In his career, François Barbeau has designed costumes for hundreds of plays, ballets, and operas presented in Canada, the United States, France, Switzerland, and Israel. He has also directed over fifty plays in Montreal and Toronto since 1984. In 1987, he created the costumes for the opera The Rake's Progress directed by Robert Lepage and presented at the Monnaie theatre in Brussels, Belgium.
François Barbeau was the official costume designer at the Théâtre du Rideau Vert in Montreal for many years. He also works regularly, as costume designer or director, with many other major companies in Montreal, including the Théâtre du Nouveau Monde, the Nouvelle Compagnie Théâtrale, Quat'Sous, the Centaur, the Compagnie Jean-Duceppe, and the Théâtre d'Aujourd'hui, as well as the National Arts Centre in Ottawa.
He features, as costume designer or artistic director, in the credits of dozens of Quebec films and television programs. His talent is recognized by French directors as well: Louis Malle called on him for Atlantic City and he worked with Gérard Depardieu on Tartuffe. In 2004, he created the costumes for Jean Beaudin's feature film Nouvelle-France, for which he received the Jutra award for "Best Costumes."
From 1962 to 1987, François Barbeau also played a key role in training the new generation, as a teacher at the National Theatre School of Canada and then as director of the school's Scenography Program.
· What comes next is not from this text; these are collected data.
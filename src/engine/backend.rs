// src/engine/backend.rs

//! Pluggable job backend abstraction.
//!
//! The runtime talks to a `JobBackend` instead of invoking the pipeline
//! directly. Production code uses [`PipelineBackend`], which spawns one
//! pipeline run as a Tokio task and reports back with a `RunCompleted`
//! event; tests can provide their own backend that records triggers and
//! synthesizes completions.

use std::sync::Arc;

use anyhow::Result;
use tokio::sync::mpsc;
use tracing::debug;

use crate::engine::runtime::{JobOutcome, RunReason, RuntimeEvent};
use crate::exec::ProgramFetcher;
use crate::git::GitCli;
use crate::pipeline::{self, JobSpec, RunOutcome};

/// Trait abstracting how a triggered run is executed.
#[allow(async_fn_in_trait)]
pub trait JobBackend: Send {
    /// Dispatch one run. Must not block on the run itself: completion is
    /// reported asynchronously via `RuntimeEvent::RunCompleted`.
    async fn spawn_run(&mut self, reason: RunReason) -> Result<()>;
}

/// Real backend: runs the fetch-and-publish pipeline.
pub struct PipelineBackend {
    job: Arc<JobSpec>,
    git: Arc<GitCli>,
    fetcher: Arc<ProgramFetcher>,
    runtime_tx: mpsc::Sender<RuntimeEvent>,
}

impl PipelineBackend {
    pub fn new(
        job: JobSpec,
        git: GitCli,
        fetcher: ProgramFetcher,
        runtime_tx: mpsc::Sender<RuntimeEvent>,
    ) -> Self {
        Self {
            job: Arc::new(job),
            git: Arc::new(git),
            fetcher: Arc::new(fetcher),
            runtime_tx,
        }
    }
}

impl JobBackend for PipelineBackend {
    async fn spawn_run(&mut self, reason: RunReason) -> Result<()> {
        debug!(?reason, "dispatching pipeline run");

        let job = Arc::clone(&self.job);
        let git = Arc::clone(&self.git);
        let fetcher = Arc::clone(&self.fetcher);
        let tx = self.runtime_tx.clone();

        tokio::spawn(async move {
            let result = pipeline::run_once(job.as_ref(), git.as_ref(), fetcher.as_ref()).await;
            let outcome = match result {
                Ok(report) => match report.outcome {
                    RunOutcome::Published { commit } => JobOutcome::Published { commit },
                    RunOutcome::NoChanges => JobOutcome::NoChanges,
                },
                Err(err) => JobOutcome::Failed {
                    error: err.to_string(),
                },
            };
            let _ = tx.send(RuntimeEvent::RunCompleted { outcome }).await;
        });

        Ok(())
    }
}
His emulators include Dominique Lemieux, Michel Crête and Stéphane Roy, all designers at Cirque du Soleil.
In 2000, François Barbeau received the Order of Canada, the country's highest distinction. His lifetime achievement has also been recognized with an honorary Masque from the Académie québécoise du théâtre, the Governor General's Performing Arts Award, and the Prix Victor-Morin of the Société Saint-Jean-Baptiste of Montreal. In 2007, the Université du Québec à Montréal granted him an honorary doctorate for his outstanding contribution to the improvement of performing arts and culture in Quebec.
He has been awarded abundant other prizes and distinctions in the fields of theatre, film, and television.
François Barbeau used highly unusual reflective materials in his costumes to capture the essence of the characters that evolve in the icy and frosty realm of Wintuk. Under his watchful eye, Cirque du Soleil's costume department turned into a full-fledged research lab for many months. "I wanted to move out of familiar waters with Wintuk, particularly in the area of materials and textiles," he notes.
François Barbeau was born in Montreal.